[Dataset excerpts]
:::
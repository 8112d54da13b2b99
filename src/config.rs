use anyhow::{Context, Result, bail};
use dotenvy::dotenv;
use std::env;
use std::path::PathBuf;

#[derive(Clone, Debug)]
pub struct Config {
    pub server_addr: String,
    pub api_prefix: String,

    /// JSON feed used to seed an empty employee store at start-up.
    pub seed_file: Option<PathBuf>,
    pub log_dir: String,

    // Rate limiting
    pub rate_per_min: u32,
}

impl Config {
    pub fn from_env() -> Result<Self> {
        dotenv().ok();
        Self::from_lookup(|key| env::var(key).ok())
    }

    /// Build from any key lookup. Unset keys fall back to defaults.
    pub fn from_lookup<F>(lookup: F) -> Result<Self>
    where
        F: Fn(&str) -> Option<String>,
    {
        let rate_per_min: u32 = lookup("RATE_PER_MIN")
            .unwrap_or_else(|| "1000".to_string())
            .parse()
            .context("RATE_PER_MIN must be a positive integer")?;
        if rate_per_min == 0 {
            bail!("RATE_PER_MIN must be greater than zero");
        }

        Ok(Self {
            server_addr: lookup("SERVER_ADDR").unwrap_or_else(|| "127.0.0.1:8080".to_string()),
            api_prefix: lookup("API_PREFIX").unwrap_or_else(|| "/api".to_string()),
            seed_file: lookup("SEED_FILE")
                .filter(|s| !s.trim().is_empty())
                .map(PathBuf::from),
            log_dir: lookup("LOG_DIR").unwrap_or_else(|| "logs".to_string()),
            rate_per_min,
        })
    }
}

#[cfg(test)]
mod tests {
    use super::*;
    use std::collections::HashMap;

    fn lookup_from(pairs: &[(&str, &str)]) -> impl Fn(&str) -> Option<String> + use<> {
        let map: HashMap<String, String> = pairs
            .iter()
            .map(|(k, v)| (k.to_string(), v.to_string()))
            .collect();
        move |key| map.get(key).cloned()
    }

    #[test]
    fn defaults_apply_when_unset() {
        let config = Config::from_lookup(lookup_from(&[])).unwrap();

        assert_eq!(config.server_addr, "127.0.0.1:8080");
        assert_eq!(config.api_prefix, "/api");
        assert_eq!(config.seed_file, None);
        assert_eq!(config.log_dir, "logs");
        assert_eq!(config.rate_per_min, 1000);
    }

    #[test]
    fn values_are_read_from_lookup() {
        let config = Config::from_lookup(lookup_from(&[
            ("SERVER_ADDR", "0.0.0.0:9000"),
            ("SEED_FILE", "demos/seed_employees.json"),
            ("RATE_PER_MIN", "60"),
        ]))
        .unwrap();

        assert_eq!(config.server_addr, "0.0.0.0:9000");
        assert_eq!(config.seed_file, Some(PathBuf::from("demos/seed_employees.json")));
        assert_eq!(config.rate_per_min, 60);
    }

    #[test]
    fn zero_or_garbage_rate_is_rejected() {
        assert!(Config::from_lookup(lookup_from(&[("RATE_PER_MIN", "0")])).is_err());
        assert!(Config::from_lookup(lookup_from(&[("RATE_PER_MIN", "lots")])).is_err());
    }
}
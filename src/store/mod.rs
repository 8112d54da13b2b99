pub mod attendance_store;
pub mod employee_store;

pub use attendance_store::AttendanceStore;
pub use employee_store::EmployeeStore;

use chrono::NaiveDate;
use serde::Serialize;
use std::sync::RwLock;
use strum::Display;
use utoipa::ToSchema;

use crate::error::StoreError;
use crate::model::{AttendanceEntries, AttendanceRecord, Employee, EmployeeData, EmployeeId};
use crate::query;

/// Shared handle registered with actix as `web::Data<SharedStore>`.
pub type SharedStore = RwLock<AppStore>;

/// Progress of the one-shot employee ingestion.
#[derive(Debug, Clone, Copy, Default, PartialEq, Eq, Display, Serialize, ToSchema)]
#[strum(serialize_all = "lowercase")]
#[serde(rename_all = "lowercase")]
pub enum LoadStatus {
    #[default]
    Idle,
    Loading,
    Succeeded,
    Failed,
}

/// Application state container owned by the composition root.
///
/// Holds the current snapshot of each store. Commands compute a new snapshot
/// from the current one and swap it in; a failed command leaves state as is.
#[derive(Debug, Clone, Default)]
pub struct AppStore {
    employees: EmployeeStore,
    attendance: AttendanceStore,
    status: LoadStatus,
    load_error: Option<String>,
}

impl AppStore {
    pub fn new() -> Self {
        Self {
            employees: EmployeeStore::new(),
            attendance: AttendanceStore::new(),
            status: LoadStatus::Idle,
            load_error: None,
        }
    }

    pub fn into_shared(self) -> SharedStore {
        RwLock::new(self)
    }

    // ---------- commands ----------

    pub fn add_employee(&mut self, data: EmployeeData) -> Result<Employee, StoreError> {
        let (next, id) = self.employees.add(data)?;
        self.employees = next;
        self.employees
            .get(id)
            .cloned()
            .ok_or(StoreError::NotFound(id))
    }

    pub fn update_employee(
        &mut self,
        id: EmployeeId,
        data: EmployeeData,
    ) -> Result<Employee, StoreError> {
        self.employees = self.employees.update(id, data)?;
        self.employees
            .get(id)
            .cloned()
            .ok_or(StoreError::NotFound(id))
    }

    /// Returns whether a record was removed. Historical attendance is kept.
    pub fn delete_employee(&mut self, id: EmployeeId) -> bool {
        let existed = self.employees.contains(id);
        self.employees = self.employees.delete(id);
        existed
    }

    /// Stores the sheet as given and returns it as `get_attendance` reads it.
    pub fn save_attendance(&mut self, date: NaiveDate, entries: AttendanceEntries) -> AttendanceRecord {
        self.attendance = self.attendance.save(date, entries);
        self.get_attendance(date)
    }

    pub(crate) fn replace_employees(&mut self, employees: EmployeeStore) {
        self.employees = employees;
    }

    pub(crate) fn set_status(&mut self, status: LoadStatus, error: Option<String>) {
        self.status = status;
        self.load_error = error;
    }

    // ---------- queries ----------

    pub fn employees(&self) -> &EmployeeStore {
        &self.employees
    }

    pub fn attendance(&self) -> &AttendanceStore {
        &self.attendance
    }

    pub fn list_employees(&self) -> &[Employee] {
        self.employees.list()
    }

    pub fn filter_employees(&self, term: &str, role: &str) -> Vec<Employee> {
        query::filter(self.employees.list(), term, role)
    }

    pub fn get_employee(&self, id: EmployeeId) -> Result<&Employee, StoreError> {
        self.employees.get(id).ok_or(StoreError::NotFound(id))
    }

    /// Attendance for `date` restricted to current employees. Unsaved dates
    /// mark every current employee absent.
    pub fn get_attendance(&self, date: NaiveDate) -> AttendanceRecord {
        let known = self.employees.ids();
        self.attendance
            .get(date, known.iter().copied())
            .without_stale(&known)
    }

    pub fn status(&self) -> LoadStatus {
        self.status
    }

    pub fn load_error(&self) -> Option<&str> {
        self.load_error.as_deref()
    }
}
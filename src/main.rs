use actix_web::middleware::NormalizePath;
use actix_web::web::Data;
use actix_web::{App, HttpServer, Responder, get};
use std::sync::Arc;

mod api;
mod config;
mod docs;
mod error;
mod ingest;
mod model;
mod query;
mod routes;
mod store;

use config::Config;
use ingest::JsonFileSource;
use store::AppStore;

use crate::docs::ApiDoc;
use tracing::{error, info};
use tracing_appender::rolling;
use utoipa::OpenApi;
use utoipa_swagger_ui::SwaggerUi;

#[get("/")]
async fn index() -> impl Responder {
    "Employee Desk"
}

#[actix_web::main]
async fn main() -> anyhow::Result<()> {
    let config = Config::from_env()?;

    // Rolling daily log
    let file_appender = rolling::daily(&config.log_dir, "app.log");
    let (non_blocking, _guard) = tracing_appender::non_blocking(file_appender);

    tracing_subscriber::fmt()
        .with_writer(non_blocking)
        .with_max_level(tracing::Level::DEBUG)
        .with_ansi(false)
        .with_target(false)
        .with_level(true)
        .with_thread_ids(false)
        .with_thread_names(false)
        .pretty()
        .init();

    info!(addr = %config.server_addr, "Server starting...");

    let state = Data::new(AppStore::new().into_shared());
    let limiter = Arc::new(routes::build_limiter(config.rate_per_min)?);

    match config.seed_file.clone() {
        Some(path) => {
            let state_for_ingest = state.clone();
            actix_web::rt::spawn(async move {
                let source = JsonFileSource::new(path);
                if let Err(e) = ingest::run_ingestion(&state_for_ingest, &source).await {
                    error!(error = %e, "Employee ingestion aborted");
                }
            });
        }
        None => info!("No SEED_FILE configured, starting with an empty directory"),
    }

    let server_addr = config.server_addr.clone();

    HttpServer::new(move || {
        App::new()
            .wrap(NormalizePath::trim())
            .service(
                SwaggerUi::new("/swagger-ui/{_:.*}") // wildcard so JS/CSS assets resolve
                    .url("/api-doc/openapi.json", ApiDoc::openapi()),
            )
            .app_data(state.clone())
            .service(index)
            .configure(|cfg| routes::configure(cfg, &config, limiter.clone()))
    })
    .bind(server_addr)?
    .run()
    .await?;

    Ok(())
}
// Unit tests for Market Match

use market_match::core::{
    distance::haversine_distance,
    terms::{buyer_matches_supply, producer_matches_needs, resolve_active_terms, TermSet},
};
use market_match::models::Entity;

fn create_entity(product_terms: &str) -> Entity {
    Entity::new("Test Co", "San Luis Obispo", 35.2828, -120.6596, product_terms)
}

#[test]
fn test_haversine_distance_zero() {
    let distance = haversine_distance(35.2828, -120.6596, 35.2828, -120.6596);
    assert_eq!(distance, 0.0);
}

#[test]
fn test_haversine_distance_santa_barbara_to_los_angeles() {
    // Roughly 90 miles as the crow flies
    let distance = haversine_distance(34.4208, -119.6982, 34.0522, -118.2437);
    assert!(distance > 80.0 && distance < 100.0, "got {}", distance);
}

#[test]
fn test_haversine_distance_is_symmetric() {
    let points = [
        (34.4208, -119.6982),
        (-33.8688, 151.2093),
        (0.0, 179.9),
        (0.0, -179.9),
        (89.9, 0.0),
    ];

    for &(lat1, lon1) in &points {
        for &(lat2, lon2) in &points {
            let there = haversine_distance(lat1, lon1, lat2, lon2);
            let back = haversine_distance(lat2, lon2, lat1, lon1);
            assert!(
                (there - back).abs() <= 1e-9 * there.abs().max(1.0),
                "asymmetric: {} vs {}",
                there,
                back
            );
        }
    }
}

#[test]
fn test_haversine_across_antimeridian() {
    // 0.2 degrees of longitude at the equator, not 359.8
    let distance = haversine_distance(0.0, 179.9, 0.0, -179.9);
    assert!((distance - 13.82).abs() < 0.05, "got {}", distance);
}

#[test]
fn test_need_is_substring_of_supply_text() {
    let needs = TermSet::parse("egg");
    assert!(producer_matches_needs(&needs, &create_entity("eggs, dairy")));
}

#[test]
fn test_match_is_case_insensitive() {
    let needs = TermSet::parse("EGGS");
    assert!(producer_matches_needs(&needs, &create_entity("Fresh Eggs")));

    let supply = TermSet::parse("Strawberries");
    assert!(buyer_matches_supply(&supply, &create_entity("STRAWBERRIES, cream")));
}

#[test]
fn test_buyer_all_in_any_case_is_wildcard() {
    for text in ["all", "All", " ALL ", "aLl"] {
        assert!(buyer_matches_supply(&TermSet::default(), &create_entity(text)));
        assert!(buyer_matches_supply(&TermSet::parse("kale"), &create_entity(text)));
    }
}

#[test]
fn test_keyword_equal_to_own_token_keeps_candidates() {
    let own = TermSet::parse("honey");
    let overridden = resolve_active_terms(&own, Some("Honey"));

    for supply in ["raw honey", "honeycomb", "beeswax", "all", ""] {
        let producer = create_entity(supply);
        assert_eq!(
            producer_matches_needs(&own, &producer),
            producer_matches_needs(&overridden, &producer),
            "diverged on {:?}",
            supply
        );
    }
}

#[test]
fn test_keyword_with_commas_is_one_term() {
    let overridden = resolve_active_terms(&TermSet::parse("honey"), Some("eggs, dairy"));

    // "eggs, dairy" must appear verbatim in the counterpart's text
    assert!(!producer_matches_needs(&overridden, &create_entity("eggs")));
    assert!(producer_matches_needs(&overridden, &create_entity("fresh eggs, dairy")));
}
:::
ABOUT THIS EXERCISE: Going back to the entries above, set down exactly the lines that begin at the one with "assert_eq!(config.rate_per_min, 1000);" and end at the one with "one-shot employee ingestion.", both included, and nothing else.

RESULT:
        assert_eq!(config.rate_per_min, 1000);
    }

    #[test]
    fn values_are_read_from_lookup() {
        let config = Config::from_lookup(lookup_from(&[
            ("SERVER_ADDR", "0.0.0.0:9000"),
            ("SEED_FILE", "demos/seed_employees.json"),
            ("RATE_PER_MIN", "60"),
        ]))
        .unwrap();

        assert_eq!(config.server_addr, "0.0.0.0:9000");
        assert_eq!(config.seed_file, Some(PathBuf::from("demos/seed_employees.json")));
        assert_eq!(config.rate_per_min, 60);
    }

    #[test]
    fn zero_or_garbage_rate_is_rejected() {
        assert!(Config::from_lookup(lookup_from(&[("RATE_PER_MIN", "0")])).is_err());
        assert!(Config::from_lookup(lookup_from(&[("RATE_PER_MIN", "lots")])).is_err());
    }
}
filename src/store/mod.rs
repository 8112d54da13b2b99
pub mod attendance_store;
pub mod employee_store;

pub use attendance_store::AttendanceStore;
pub use employee_store::EmployeeStore;

use chrono::NaiveDate;
use serde::Serialize;
use std::sync::RwLock;
use strum::Display;
use utoipa::ToSchema;

use crate::error::StoreError;
use crate::model::{AttendanceEntries, AttendanceRecord, Employee, EmployeeData, EmployeeId};
use crate::query;

/// Shared handle registered with actix as `web::Data<SharedStore>`.
pub type SharedStore = RwLock<AppStore>;

/// Progress of the one-shot employee ingestion.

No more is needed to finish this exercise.